Saved entries ::
<<<<
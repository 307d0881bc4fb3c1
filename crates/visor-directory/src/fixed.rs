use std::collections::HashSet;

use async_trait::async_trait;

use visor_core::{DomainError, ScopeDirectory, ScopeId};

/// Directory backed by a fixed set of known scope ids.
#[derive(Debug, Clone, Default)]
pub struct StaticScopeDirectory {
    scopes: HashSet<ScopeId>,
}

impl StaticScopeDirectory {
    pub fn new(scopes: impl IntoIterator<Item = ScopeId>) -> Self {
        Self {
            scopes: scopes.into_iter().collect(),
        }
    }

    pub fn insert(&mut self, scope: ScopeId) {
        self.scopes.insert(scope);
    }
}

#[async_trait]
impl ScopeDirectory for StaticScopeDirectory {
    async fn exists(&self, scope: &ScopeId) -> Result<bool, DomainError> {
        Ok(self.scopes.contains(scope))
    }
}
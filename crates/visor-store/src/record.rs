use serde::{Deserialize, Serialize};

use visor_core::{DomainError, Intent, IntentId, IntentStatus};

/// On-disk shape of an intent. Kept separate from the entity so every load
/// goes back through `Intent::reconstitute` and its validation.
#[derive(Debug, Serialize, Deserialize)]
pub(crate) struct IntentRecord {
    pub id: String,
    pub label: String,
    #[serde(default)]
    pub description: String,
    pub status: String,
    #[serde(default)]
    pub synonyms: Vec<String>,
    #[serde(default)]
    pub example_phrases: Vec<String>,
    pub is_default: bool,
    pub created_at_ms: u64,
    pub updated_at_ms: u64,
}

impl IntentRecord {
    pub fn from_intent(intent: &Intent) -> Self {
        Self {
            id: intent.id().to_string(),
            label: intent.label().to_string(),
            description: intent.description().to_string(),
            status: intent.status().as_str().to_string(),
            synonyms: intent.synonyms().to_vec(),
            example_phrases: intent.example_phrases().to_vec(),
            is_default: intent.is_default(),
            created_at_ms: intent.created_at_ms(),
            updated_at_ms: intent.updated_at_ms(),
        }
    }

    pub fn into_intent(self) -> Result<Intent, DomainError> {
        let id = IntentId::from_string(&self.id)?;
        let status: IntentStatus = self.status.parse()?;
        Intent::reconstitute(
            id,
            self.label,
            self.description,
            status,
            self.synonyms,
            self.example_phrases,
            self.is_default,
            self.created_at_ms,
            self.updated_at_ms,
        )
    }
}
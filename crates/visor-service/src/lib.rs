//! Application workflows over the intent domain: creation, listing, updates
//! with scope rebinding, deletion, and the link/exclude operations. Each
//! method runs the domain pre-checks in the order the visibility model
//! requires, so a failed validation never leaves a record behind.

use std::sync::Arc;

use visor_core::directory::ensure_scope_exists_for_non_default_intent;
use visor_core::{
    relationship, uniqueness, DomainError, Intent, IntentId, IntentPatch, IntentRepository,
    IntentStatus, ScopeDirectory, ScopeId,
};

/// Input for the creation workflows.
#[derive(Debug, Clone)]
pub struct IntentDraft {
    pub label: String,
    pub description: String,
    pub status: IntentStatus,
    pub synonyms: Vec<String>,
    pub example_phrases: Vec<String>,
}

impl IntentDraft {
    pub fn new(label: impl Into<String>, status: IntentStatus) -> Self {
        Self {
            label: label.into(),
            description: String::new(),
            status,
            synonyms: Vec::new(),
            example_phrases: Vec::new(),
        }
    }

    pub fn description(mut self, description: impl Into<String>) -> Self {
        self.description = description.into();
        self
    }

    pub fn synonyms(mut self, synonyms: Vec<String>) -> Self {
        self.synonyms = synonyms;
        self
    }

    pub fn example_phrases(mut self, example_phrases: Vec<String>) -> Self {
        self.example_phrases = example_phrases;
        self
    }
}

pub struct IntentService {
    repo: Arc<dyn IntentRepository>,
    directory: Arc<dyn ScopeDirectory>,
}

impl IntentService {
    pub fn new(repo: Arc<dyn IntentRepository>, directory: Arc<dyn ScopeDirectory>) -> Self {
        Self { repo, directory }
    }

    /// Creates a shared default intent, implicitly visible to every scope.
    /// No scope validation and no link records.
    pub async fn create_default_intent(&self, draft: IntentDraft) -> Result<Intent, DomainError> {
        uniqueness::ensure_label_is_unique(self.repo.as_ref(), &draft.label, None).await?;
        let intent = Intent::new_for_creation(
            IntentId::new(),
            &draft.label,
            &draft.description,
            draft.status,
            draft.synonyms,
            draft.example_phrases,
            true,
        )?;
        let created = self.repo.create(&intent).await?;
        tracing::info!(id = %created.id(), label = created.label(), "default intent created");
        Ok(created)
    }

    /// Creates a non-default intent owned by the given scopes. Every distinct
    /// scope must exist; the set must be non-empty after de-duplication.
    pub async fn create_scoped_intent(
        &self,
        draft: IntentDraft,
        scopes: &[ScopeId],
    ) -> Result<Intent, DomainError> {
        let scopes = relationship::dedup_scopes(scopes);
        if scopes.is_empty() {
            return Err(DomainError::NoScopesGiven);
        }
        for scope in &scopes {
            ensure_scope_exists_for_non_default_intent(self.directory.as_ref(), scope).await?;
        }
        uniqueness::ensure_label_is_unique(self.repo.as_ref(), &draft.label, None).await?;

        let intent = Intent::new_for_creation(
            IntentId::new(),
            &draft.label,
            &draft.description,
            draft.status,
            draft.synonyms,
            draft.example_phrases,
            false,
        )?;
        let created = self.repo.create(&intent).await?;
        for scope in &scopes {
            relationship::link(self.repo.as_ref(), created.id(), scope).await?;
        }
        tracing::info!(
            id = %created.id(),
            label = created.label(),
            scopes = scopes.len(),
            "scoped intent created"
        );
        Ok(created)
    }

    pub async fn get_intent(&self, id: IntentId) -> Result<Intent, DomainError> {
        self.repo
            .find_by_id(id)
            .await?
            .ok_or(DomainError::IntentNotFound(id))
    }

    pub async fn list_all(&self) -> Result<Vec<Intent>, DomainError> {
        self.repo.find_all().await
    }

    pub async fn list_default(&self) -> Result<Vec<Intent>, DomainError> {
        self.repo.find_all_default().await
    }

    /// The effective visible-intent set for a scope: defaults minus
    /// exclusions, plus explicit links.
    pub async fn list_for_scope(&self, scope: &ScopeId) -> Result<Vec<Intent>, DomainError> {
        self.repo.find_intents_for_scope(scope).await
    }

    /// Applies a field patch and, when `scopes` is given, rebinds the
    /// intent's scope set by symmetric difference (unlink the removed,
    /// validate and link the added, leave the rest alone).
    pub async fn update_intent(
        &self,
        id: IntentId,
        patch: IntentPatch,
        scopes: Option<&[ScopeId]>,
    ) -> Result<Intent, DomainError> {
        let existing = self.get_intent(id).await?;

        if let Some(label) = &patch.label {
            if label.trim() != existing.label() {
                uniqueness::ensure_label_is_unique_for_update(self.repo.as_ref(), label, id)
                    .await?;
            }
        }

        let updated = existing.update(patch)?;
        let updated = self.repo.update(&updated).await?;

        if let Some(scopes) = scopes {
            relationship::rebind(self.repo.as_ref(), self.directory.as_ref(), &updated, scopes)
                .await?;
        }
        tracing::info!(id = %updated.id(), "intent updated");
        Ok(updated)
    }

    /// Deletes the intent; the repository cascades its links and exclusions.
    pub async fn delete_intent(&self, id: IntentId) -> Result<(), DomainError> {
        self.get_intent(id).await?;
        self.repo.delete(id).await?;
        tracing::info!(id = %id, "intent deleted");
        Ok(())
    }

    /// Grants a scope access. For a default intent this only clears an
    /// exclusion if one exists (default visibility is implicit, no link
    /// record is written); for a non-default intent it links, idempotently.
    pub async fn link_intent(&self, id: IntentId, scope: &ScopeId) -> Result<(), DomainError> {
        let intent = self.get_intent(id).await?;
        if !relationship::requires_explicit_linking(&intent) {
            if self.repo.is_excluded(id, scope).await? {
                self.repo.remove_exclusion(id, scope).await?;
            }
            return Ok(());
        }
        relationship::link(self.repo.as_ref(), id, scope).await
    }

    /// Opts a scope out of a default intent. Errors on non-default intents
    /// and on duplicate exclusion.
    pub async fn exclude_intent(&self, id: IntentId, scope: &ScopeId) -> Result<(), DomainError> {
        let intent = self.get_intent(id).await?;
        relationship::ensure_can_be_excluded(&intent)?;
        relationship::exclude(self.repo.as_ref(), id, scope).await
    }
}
>>>>
EXERCISE :: Throughout the records above, find the lines in which the word "IntentStatus" appears and return them.

EXERCISE OUTPUT ::
use visor_core::{DomainError, Intent, IntentId, IntentStatus};
        let status: IntentStatus = self.status.parse()?;
    IntentStatus, ScopeDirectory, ScopeId,
    pub status: IntentStatus,
    pub fn new(label: impl Into<String>, status: IntentStatus) -> Self {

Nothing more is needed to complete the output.